//! Scenario runner: strict-order, fail-fast execution on one session.

use crate::executor::StepExecutor;
use crate::reporter::{ArtifactSink, DefaultFailureReporter};
use browser_session::Browser;
use pageproof_core_types::{EngineConfig, Scenario, ScenarioResult, StepResult};
use std::sync::Arc;
use target_resolver::DefaultTargetResolver;
use tokio_util::sync::CancellationToken;
use tracing::{info, warn};
use wait_engine::WaitEngine;

/// Runs scenarios, one isolated session each.
///
/// The runner holds no per-run state, so one instance may drive many
/// scenarios concurrently; sessions are never shared between runs.
pub struct ScenarioRunner {
    browser: Arc<dyn Browser>,
    executor: StepExecutor,
}

impl ScenarioRunner {
    pub fn new(
        browser: Arc<dyn Browser>,
        config: EngineConfig,
        sink: Arc<dyn ArtifactSink>,
    ) -> Self {
        let config = Arc::new(config);
        let resolver = Arc::new(DefaultTargetResolver::new());
        let waits = Arc::new(WaitEngine::new(resolver.clone(), &config));
        let reporter = Arc::new(DefaultFailureReporter::new(sink.clone()));
        let executor = StepExecutor::new(resolver, waits, reporter, sink, config);
        Self { browser, executor }
    }

    /// Run to completion without external cancellation.
    pub async fn run(&self, scenario: &Scenario) -> ScenarioResult {
        self.run_cancellable(scenario, &CancellationToken::new())
            .await
    }

    /// Execute the scenario's steps strictly in declared order,
    /// stopping at the first step that does not pass. Every remaining
    /// step is recorded as `NotRun`, so the result always has exactly
    /// one record per step. The session is closed on every exit path.
    pub async fn run_cancellable(
        &self,
        scenario: &Scenario,
        cancel: &CancellationToken,
    ) -> ScenarioResult {
        info!(scenario = %scenario.name, steps = scenario.steps.len(), "scenario start");
        let mut result = ScenarioResult::new(&scenario.name);

        let session = match self.browser.new_session().await {
            Ok(session) => session,
            Err(err) => {
                warn!(scenario = %scenario.name, %err, "session creation failed");
                return result
                    .with_error(format!("session creation failed: {}", err))
                    .finish();
            }
        };

        let mut stopped = false;
        for (index, step) in scenario.steps.iter().enumerate() {
            if stopped || cancel.is_cancelled() {
                result = result.with_step(StepResult::not_run(index, step.action.label()));
                continue;
            }

            let step_result = self
                .executor
                .execute(&scenario.name, index, step, session.as_ref(), cancel)
                .await;

            // Later steps presuppose this one's side effects.
            if !step_result.status.is_passed() {
                stopped = true;
            }
            result = result.with_step(step_result);
        }

        if cancel.is_cancelled() {
            result = result.with_error("scenario cancelled");
        }

        // Release the browser context no matter how the run went.
        if let Err(err) = session.close().await {
            warn!(scenario = %scenario.name, %err, "session close failed");
        }

        let result = result.finish();
        info!(
            scenario = %scenario.name,
            passed = result.passed,
            latency_ms = result.latency_ms,
            "scenario finished"
        );
        result
    }
}

#[cfg(test)]
mod tests {
    use super::*;
    use crate::reporter::MemoryArtifactSink;
    use async_trait::async_trait;
    use browser_session::{
        ClickEffect, ElementModel, PageModel, ScriptedBrowser, Session, SessionError, SiteModel,
    };
    use pageproof_core_types::{Locator, Step, StepStatus, WaitCondition};
    use parking_lot::Mutex;

    /// Wrapper that remembers handed-out sessions so tests can check
    /// they were closed.
    struct TrackingBrowser {
        inner: ScriptedBrowser,
        sessions: Mutex<Vec<Arc<dyn Session>>>,
    }

    impl TrackingBrowser {
        fn new(site: SiteModel) -> Self {
            Self {
                inner: ScriptedBrowser::new(site),
                sessions: Mutex::new(Vec::new()),
            }
        }

        async fn all_closed(&self) -> bool {
            let sessions: Vec<Arc<dyn Session>> = self.sessions.lock().clone();
            for session in sessions {
                if session.current_url().await != Err(SessionError::Closed) {
                    return false;
                }
            }
            true
        }
    }

    #[async_trait]
    impl Browser for TrackingBrowser {
        async fn launch(&self) -> Result<(), SessionError> {
            self.inner.launch().await
        }

        async fn new_session(&self) -> Result<Arc<dyn Session>, SessionError> {
            let session = self.inner.new_session().await?;
            self.sessions.lock().push(session.clone());
            Ok(session)
        }
    }

    fn fast_config() -> EngineConfig {
        EngineConfig {
            poll_interval_ms: 20,
            default_timeout_ms: 400,
            ..EngineConfig::default()
        }
    }

    fn login_site() -> SiteModel {
        SiteModel::new()
            .with_page(
                PageModel::new("/login")
                    .with_title("Login")
                    .with_element(ElementModel::input("email", "Email"))
                    .with_element(ElementModel::input("password", "Password"))
                    .with_element(ElementModel::button("login", "Login").on_click(
                        ClickEffect::Goto {
                            path: "/dashboard".into(),
                            after_ms: 30,
                        },
                    )),
            )
            .with_page(
                PageModel::new("/dashboard")
                    .with_title("Dashboard")
                    .with_load_ms(40)
                    .with_element(ElementModel::new("heading", "h1").with_text("Dashboard")),
            )
    }

    fn login_scenario() -> Scenario {
        Scenario::new("login")
            .with_step(Step::navigate("/login"))
            .with_step(Step::fill(Locator::label("Email"), "a@b.com"))
            .with_step(Step::fill(Locator::label("Password"), "x"))
            .with_step(Step::click(Locator::role("button", "Login")))
            .with_step(Step::assert_visible(Locator::text("Dashboard")))
    }

    fn runner_for(browser: Arc<dyn Browser>) -> ScenarioRunner {
        ScenarioRunner::new(browser, fast_config(), Arc::new(MemoryArtifactSink::new()))
    }

    #[tokio::test]
    async fn login_flow_passes_end_to_end() {
        let browser = Arc::new(TrackingBrowser::new(login_site()));
        let runner = runner_for(browser.clone());

        let result = runner.run(&login_scenario()).await;

        assert!(result.passed, "{:?}", result);
        assert_eq!(result.step_results.len(), 5);
        assert!(result
            .step_results
            .iter()
            .all(|r| r.status == StepStatus::Passed));
        assert!(browser.all_closed().await);
    }

    #[tokio::test]
    async fn failure_stops_the_run_and_pads_not_run() {
        let site = SiteModel::new().with_page(
            PageModel::new("/form")
                .with_element(ElementModel::button("a", "Submit"))
                .with_element(ElementModel::button("b", "Submit")),
        );
        let browser = Arc::new(TrackingBrowser::new(site));
        let runner = runner_for(browser.clone());

        let scenario = Scenario::new("double submit")
            .with_step(Step::navigate("/form"))
            .with_step(Step::click(Locator::role("button", "Submit")))
            .with_step(Step::assert_visible(Locator::text("Done")));

        let result = runner.run(&scenario).await;

        assert!(!result.passed);
        assert_eq!(result.step_results.len(), 3);
        assert_eq!(result.step_results[0].status, StepStatus::Passed);
        assert_eq!(result.step_results[1].status, StepStatus::Failed);
        assert_eq!(result.step_results[2].status, StepStatus::NotRun);
        assert!(browser.all_closed().await);
    }

    #[tokio::test]
    async fn wait_timeout_marks_step_timed_out() {
        let browser = Arc::new(TrackingBrowser::new(login_site()));
        let runner = runner_for(browser.clone());

        let scenario = Scenario::new("stuck")
            .with_step(Step::navigate("/login"))
            .with_step(
                Step::wait_for(WaitCondition::UrlMatches {
                    pattern: "/dashboard".into(),
                })
                .with_timeout_ms(120),
            )
            .with_step(Step::assert_visible(Locator::text("Dashboard")));

        let result = runner.run(&scenario).await;

        assert!(!result.passed);
        assert_eq!(result.step_results[1].status, StepStatus::TimedOut);
        assert!(result.step_results[1].artifact.is_some());
        assert_eq!(result.step_results[2].status, StepStatus::NotRun);
        assert!(browser.all_closed().await);
    }

    #[tokio::test]
    async fn session_refusal_is_a_scenario_level_failure() {
        let browser = Arc::new(ScriptedBrowser::refusing_sessions("no display"));
        let runner = runner_for(browser);

        let result = runner.run(&login_scenario()).await;

        assert!(!result.passed);
        assert!(result.step_results.is_empty());
        assert!(result.error.as_deref().unwrap().contains("no display"));
    }

    #[tokio::test]
    async fn cancelled_run_skips_steps_and_closes_session() {
        let browser = Arc::new(TrackingBrowser::new(login_site()));
        let runner = runner_for(browser.clone());

        let cancel = CancellationToken::new();
        cancel.cancel();
        let result = runner.run_cancellable(&login_scenario(), &cancel).await;

        assert!(!result.passed);
        assert_eq!(result.step_results.len(), 5);
        assert!(result
            .step_results
            .iter()
            .all(|r| r.status == StepStatus::NotRun));
        assert!(result.error.as_deref().unwrap().contains("cancelled"));
        assert!(browser.all_closed().await);
    }

    #[tokio::test]
    async fn cancellation_mid_wait_fails_the_inflight_step() {
        let browser = Arc::new(TrackingBrowser::new(login_site()));
        let runner = runner_for(browser.clone());

        // The wait can never complete; only cancellation ends it.
        let scenario = Scenario::new("interrupted")
            .with_step(Step::navigate("/login"))
            .with_step(
                Step::wait_for(WaitCondition::UrlMatches {
                    pattern: "/never".into(),
                })
                .with_timeout_ms(10_000),
            )
            .with_step(Step::assert_visible(Locator::text("Dashboard")));

        let cancel = CancellationToken::new();
        let trigger = cancel.clone();
        tokio::spawn(async move {
            tokio::time::sleep(std::time::Duration::from_millis(60)).await;
            trigger.cancel();
        });

        let result = runner.run_cancellable(&scenario, &cancel).await;

        assert!(!result.passed);
        assert_eq!(result.step_results.len(), 3);
        assert_eq!(result.step_results[0].status, StepStatus::Passed);

        let interrupted = &result.step_results[1];
        assert_eq!(interrupted.status, StepStatus::Failed);
        let reason = interrupted.error.as_ref().unwrap().to_string();
        assert!(reason.contains("cancelled"), "{}", reason);
        // Teardown skips diagnostic capture.
        assert!(interrupted.artifact.is_none());
        // The step ended well before its own timeout.
        assert!(interrupted.latency_ms < 1_000);

        assert_eq!(result.step_results[2].status, StepStatus::NotRun);
        assert!(result.error.as_deref().unwrap().contains("cancelled"));
        assert!(browser.all_closed().await);
    }

    #[tokio::test]
    async fn rerun_yields_identical_status_sequences() {
        let browser = Arc::new(TrackingBrowser::new(login_site()));
        let runner = runner_for(browser.clone());
        let scenario = login_scenario();

        let first = runner.run(&scenario).await;
        let second = runner.run(&scenario).await;

        let statuses =
            |r: &ScenarioResult| r.step_results.iter().map(|s| s.status).collect::<Vec<_>>();
        assert_eq!(statuses(&first), statuses(&second));
    }

    #[tokio::test]
    async fn concurrent_scenarios_use_isolated_sessions() {
        let browser = Arc::new(TrackingBrowser::new(login_site()));
        let runner = Arc::new(runner_for(browser.clone()));

        let a = {
            let runner = runner.clone();
            tokio::spawn(async move { runner.run(&login_scenario()).await })
        };
        let b = {
            let runner = runner.clone();
            tokio::spawn(async move { runner.run(&login_scenario()).await })
        };

        let (a, b) = (a.await.unwrap(), b.await.unwrap());
        assert!(a.passed && b.passed);
        assert_eq!(browser.sessions.lock().len(), 2);
        assert!(browser.all_closed().await);
    }
}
□ □ □
Set down exactly the lines that begin the records and continue through the line bearing "use wait_engine::WaitEngine;"; include both ends.

//! Scenario runner: strict-order, fail-fast execution on one session.

use crate::executor::StepExecutor;
use crate::reporter::{ArtifactSink, DefaultFailureReporter};
use browser_session::Browser;
use pageproof_core_types::{EngineConfig, Scenario, ScenarioResult, StepResult};
use std::sync::Arc;
use target_resolver::DefaultTargetResolver;
use tokio_util::sync::CancellationToken;
use tracing::{info, warn};
use wait_engine::WaitEngine;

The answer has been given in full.